Researchers at Ben-Gurion University’s cybersecurity lab have come up with a way to use malware installed on a drone to steal data off of computers by watching the optical stream of the LED on the computers’ hard drives and sending it to a camera outside the window.
The drone that steals data was created to showcase how the researchers developed a method to get around a security protection dubbed an “air gap” in which sensitive computer systems are separated from the internet to keep the information protected from hackers. If a hacker can put malware on one of the systems, it can quickly steal the secrets off a machine that is supposed to be isolated and thus protected. According to a report highlighting the demonstration, every blink of a hard drive’s LED indicator can provide sensitive information to a hacker with a line of sight to the computer, whether it’s by using a drone or a telescopic lens.

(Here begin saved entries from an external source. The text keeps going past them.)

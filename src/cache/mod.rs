//! Cache Module
//!
//! Provides a size- and age-bounded in-memory cache for API payloads with
//! oldest-first eviction, hit/miss statistics and a shared async handle.

mod age;
mod entry;
mod shared;
mod stats;
mod store;


// Re-export public types
pub use age::AgeTracker;
pub use entry::{current_timestamp_ms, CacheEntry, CacheValue, Metadata};
pub use shared::{RetryPolicy, SharedCache};
pub use stats::{CacheStats, StatsSnapshot};
pub use store::BoundedCache;
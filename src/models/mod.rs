//! Request and Response models for the admin API
//!
//! DTOs used for serializing/deserializing HTTP request and response bodies.

pub mod requests;
pub mod responses;

pub use requests::{validate_key, CleanBackupsRequest, FieldsRequest, PutValueRequest};
pub use responses::{
    BackupListResponse, CleanBackupsResponse, DeleteResponse, FieldsResponse, HealthResponse,
    PrefetchStatus, RotateResponse, SetResponse, StatsResponse, ValueResponse,
};
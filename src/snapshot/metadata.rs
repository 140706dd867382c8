//! Snapshot Metadata
//!
//! Sidecar records and the on-disk naming scheme:
//! `<timestamp>[_pre_restore].snapshot` plus `<snapshot file>.meta` (JSON).

use chrono::{DateTime, Utc};
use serde::{Deserialize, Serialize};

/// Extension of snapshot content files
pub const SNAPSHOT_EXTENSION: &str = ".snapshot";

/// Suffix appended to a snapshot filename to name its sidecar
pub const SIDECAR_SUFFIX: &str = ".meta";

/// Marker carried by safety snapshots taken before a restore
pub const PRE_RESTORE_MARKER: &str = "_pre_restore";

const TIMESTAMP_FORMAT: &str = "%Y%m%dT%H%M%S%.6fZ";

// == Snapshot Kind ==
#[derive(Debug, Clone, Copy, PartialEq, Eq)]
pub enum SnapshotKind {
    /// Regular backup cycle
    Regular,
    /// Safety copy of the destination taken before a restore
    PreRestore,
}

// == Sidecar ==
/// Contents of a snapshot's sidecar file.
#[derive(Debug, Clone, PartialEq, Eq, Serialize, Deserialize)]
pub struct SnapshotMetadata {
    /// Lowercase hex SHA-256 of the source bytes
    pub hash: String,
    /// Creation time
    pub timestamp: DateTime<Utc>,
    /// Source size in bytes
    pub size: u64,
    /// Whether the snapshot file is sealed
    pub encrypted: bool,
}

impl SnapshotMetadata {
    /// True when `hash` looks like a SHA-256 hex digest.
    pub fn has_valid_hash(&self) -> bool {
        self.hash.len() == 64 && self.hash.chars().all(|c| c.is_ascii_hexdigit())
    }
}

// == Snapshot ==
/// A listed snapshot.
#[derive(Debug, Clone, PartialEq, Eq, Serialize)]
pub struct Snapshot {
    /// Snapshot file name inside the backup directory
    pub filename: String,
    /// Creation time
    pub created_at: DateTime<Utc>,
    /// Hash of the source bytes
    pub source_hash: String,
    /// Source size in bytes
    pub size_bytes: u64,
    /// Whether the content is sealed
    pub encrypted: bool,
}

impl Snapshot {
    pub fn from_metadata(filename: impl Into<String>, metadata: SnapshotMetadata) -> Self {
        Self {
            filename: filename.into(),
            created_at: metadata.timestamp,
            source_hash: metadata.hash,
            size_bytes: metadata.size,
            encrypted: metadata.encrypted,
        }
    }

    /// True for safety snapshots taken before a restore.
    pub fn is_pre_restore(&self) -> bool {
        self.filename.contains(PRE_RESTORE_MARKER)
    }
}

// == Naming ==
/// File name for a snapshot created at `timestamp`.
pub fn snapshot_filename(timestamp: DateTime<Utc>, kind: SnapshotKind) -> String {
    let marker = match kind {
        SnapshotKind::Regular => "",
        SnapshotKind::PreRestore => PRE_RESTORE_MARKER,
    };
    format!(
        "{}{}{}",
        timestamp.format(TIMESTAMP_FORMAT),
        marker,
        SNAPSHOT_EXTENSION
    )
}

/// File name of the sidecar belonging to `filename`.
pub fn sidecar_filename(filename: &str) -> String {
    format!("{filename}{SIDECAR_SUFFIX}")
}

/// True for plain snapshot file names (no path components).
pub fn is_snapshot_filename(name: &str) -> bool {
    name.ends_with(SNAPSHOT_EXTENSION)
        && name.len() > SNAPSHOT_EXTENSION.len()
        && !name.contains(['/', '\\'])
        && name != ".."
}
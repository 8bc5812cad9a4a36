mod backend;

#[allow(clippy::module_name_repetitions)]
pub use backend::{DefaultIngestionBackend, IngestionBackend, SubmittedIngestion};

use std::{sync::Arc, time::Duration};

use bytes::Bytes;
use common::{error::AppError, eyelevel::JobStatus, utils::config::AppConfig};
use thiserror::Error;
use tracing::{debug, warn};

/// Why a monitored ingestion ended without a usable document.
#[derive(Error, Debug)]
pub enum MonitorFailure {
    #[error("Ingestion submission failed: {0}")]
    Submission(#[source] AppError),
    #[error("Ingestion service reported failure")]
    JobFailed,
    #[error("Ingestion status check failed: {0}")]
    StatusCheck(#[source] AppError),
    #[error("Ingestion still unfinished after {checks} status checks")]
    TimedOut { checks: u32 },
}

/// Fixed-delay status check schedule. The bound turns a stuck job into a
/// visible failure instead of an eternal spinner.
#[derive(Debug, Clone, Copy)]
pub struct PollPolicy {
    pub interval: Duration,
    pub max_checks: u32,
}

impl Default for PollPolicy {
    fn default() -> Self {
        Self {
            interval: Duration::from_secs(5),
            max_checks: 120,
        }
    }
}

impl PollPolicy {
    pub fn from_config(config: &AppConfig) -> Self {
        Self {
            interval: Duration::from_secs(config.poll_interval_secs),
            max_checks: config.poll_max_checks,
        }
    }
}

/// An upload waiting to be submitted.
#[derive(Debug, Clone)]
pub struct DocumentUpload {
    pub file_name: String,
    pub content: Bytes,
}

/// Where a monitored ingestion currently stands. `Complete` and `Failed`
/// are terminal; `advance` never leaves them.
#[derive(Debug)]
pub enum IngestPhase {
    Idle(DocumentUpload),
    Submitting,
    Polling { job_id: String, checks: u32 },
    Complete { document_id: Option<String> },
    Failed(MonitorFailure),
}

impl IngestPhase {
    pub fn is_terminal(&self) -> bool {
        matches!(self, IngestPhase::Complete { .. } | IngestPhase::Failed(_))
    }
}

/// Tracks one document ingestion from submission to a terminal phase.
///
/// `advance` performs exactly one external call per step, so callers decide
/// the cadence; `monitor_ingestion` in the crate root is the stock loop.
pub struct IngestionMonitor {
    backend: Arc<dyn IngestionBackend>,
    policy: PollPolicy,
    display_name: String,
    container_id: Option<String>,
    job_id: Option<String>,
    last_status: Option<JobStatus>,
    phase: IngestPhase,
}

impl IngestionMonitor {
    pub fn new(
        backend: Arc<dyn IngestionBackend>,
        policy: PollPolicy,
        upload: DocumentUpload,
    ) -> Self {
        Self {
            backend,
            policy,
            display_name: upload.file_name.clone(),
            container_id: None,
            job_id: None,
            last_status: None,
            phase: IngestPhase::Idle(upload),
        }
    }

    pub fn phase(&self) -> &IngestPhase {
        &self.phase
    }

    pub fn policy(&self) -> PollPolicy {
        self.policy
    }

    pub fn display_name(&self) -> &str {
        &self.display_name
    }

    pub fn container_id(&self) -> Option<&str> {
        self.container_id.as_deref()
    }

    pub fn job_id(&self) -> Option<&str> {
        self.job_id.as_deref()
    }

    /// Latest status reported by the service, kept for progress display.
    pub fn last_status(&self) -> Option<&JobStatus> {
        self.last_status.as_ref()
    }

    /// Performs exactly one step: the submission from `Idle`, or a single
    /// status check from `Polling`. A no-op in terminal phases.
    pub async fn advance(&mut self) {
        match std::mem::replace(&mut self.phase, IngestPhase::Submitting) {
            IngestPhase::Idle(upload) => self.submit(upload).await,
            IngestPhase::Polling { job_id, checks } => self.check(job_id, checks).await,
            settled => self.phase = settled,
        }
    }

    async fn submit(&mut self, upload: DocumentUpload) {
        match self
            .backend
            .submit_document(&upload.file_name, upload.content)
            .await
        {
            Ok(submitted) => {
                debug!(
                    document = %self.display_name,
                    container_id = %submitted.container_id,
                    job_id = %submitted.job_id,
                    "ingestion submitted"
                );
                self.container_id = Some(submitted.container_id);
                self.job_id = Some(submitted.job_id.clone());
                self.phase = IngestPhase::Polling {
                    job_id: submitted.job_id,
                    checks: 0,
                };
            }
            Err(error) => {
                warn!(
                    document = %self.display_name,
                    error = %error,
                    "ingestion submission failed"
                );
                self.phase = IngestPhase::Failed(MonitorFailure::Submission(error));
            }
        }
    }

    async fn check(&mut self, job_id: String, checks: u32) {
        let report = match self.backend.poll_status(&job_id).await {
            Ok(report) => report,
            Err(error) => {
                warn!(
                    document = %self.display_name,
                    job_id = %job_id,
                    error = %error,
                    "ingestion status check failed"
                );
                self.phase = IngestPhase::Failed(MonitorFailure::StatusCheck(error));
                return;
            }
        };

        self.last_status = Some(report.status.clone());

        match report.status {
            JobStatus::Complete => {
                self.phase = IngestPhase::Complete {
                    document_id: report.document_id,
                };
            }
            JobStatus::Failed => {
                self.phase = IngestPhase::Failed(MonitorFailure::JobFailed);
            }
            status => {
                let checks = checks.saturating_add(1);
                if checks >= self.policy.max_checks {
                    warn!(
                        document = %self.display_name,
                        job_id = %job_id,
                        checks,
                        "ingestion timed out"
                    );
                    self.phase = IngestPhase::Failed(MonitorFailure::TimedOut { checks });
                } else {
                    debug!(
                        document = %self.display_name,
                        job_id = %job_id,
                        status = status.as_str(),
                        checks,
                        "ingestion still in progress"
                    );
                    self.phase = IngestPhase::Polling { job_id, checks };
                }
            }
        }
    }
}
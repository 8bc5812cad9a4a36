pub mod documents;
pub mod liveness;
pub mod query;
pub mod readiness;
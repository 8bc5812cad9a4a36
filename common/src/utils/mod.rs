pub mod config;
pub mod upload;
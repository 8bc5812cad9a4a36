#![allow(clippy::missing_docs_in_private_items)]

pub mod pipeline;

pub use pipeline::{
    AnswerOrigin, CachedAnswer, DefaultQueryServices, QueryAnswer, QueryError, QueryPipeline,
    QueryServices, NO_RELEVANT_CONTENT,
};
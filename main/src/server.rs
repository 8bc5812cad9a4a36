use api_router::{api_routes_v1, api_state::ApiState};
use axum::Router;
use common::utils::config::get_config;
use tracing::info;
use tracing_subscriber::{fmt, prelude::*, EnvFilter};

#[tokio::main]
async fn main() -> Result<(), Box<dyn std::error::Error>> {
    // Set up tracing
    tracing_subscriber::registry()
        .with(fmt::layer().with_writer(std::io::stderr))
        .with(EnvFilter::from_default_env())
        .try_init()
        .ok();

    // Get config
    let config = get_config()?;

    let api_state = ApiState::new(&config).await?;

    // Create Axum router
    let app = Router::new()
        .nest("/api/v1", api_routes_v1(&api_state))
        .with_state(api_state);

    info!("Starting server listening on 0.0.0.0:{}", config.http_port);
    let serve_address = format!("0.0.0.0:{}", config.http_port);
    let listener = tokio::net::TcpListener::bind(serve_address).await?;
    axum::serve(listener, app).await?;

    Ok(())
}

“If an attacker has a foothold in your air-gapped system, the malware still can send the data out to the attacker,” said Ben-Gurion researcher Mordechai Guri said in the report. “We found that the small hard drive indicator LED can be controlled at up to 6,000 blinks per second. We can transmit data in a very fast way at a very long distance.”
According to the report, exploiting the LED on a computer’s hard drive has the potential to be a much sneakier and longer-distance hack than seen in the past. The researchers in their demonstration were able to move data at around 4,000 bits a second, which the report noted is close to a megabyte per half hour. The person receiving the data can then record it and use optical messages at a later time to decode all the information. What’s more, Guri said the malware can even replay the LED blinks in a loop so that every part of a transmission can be seen.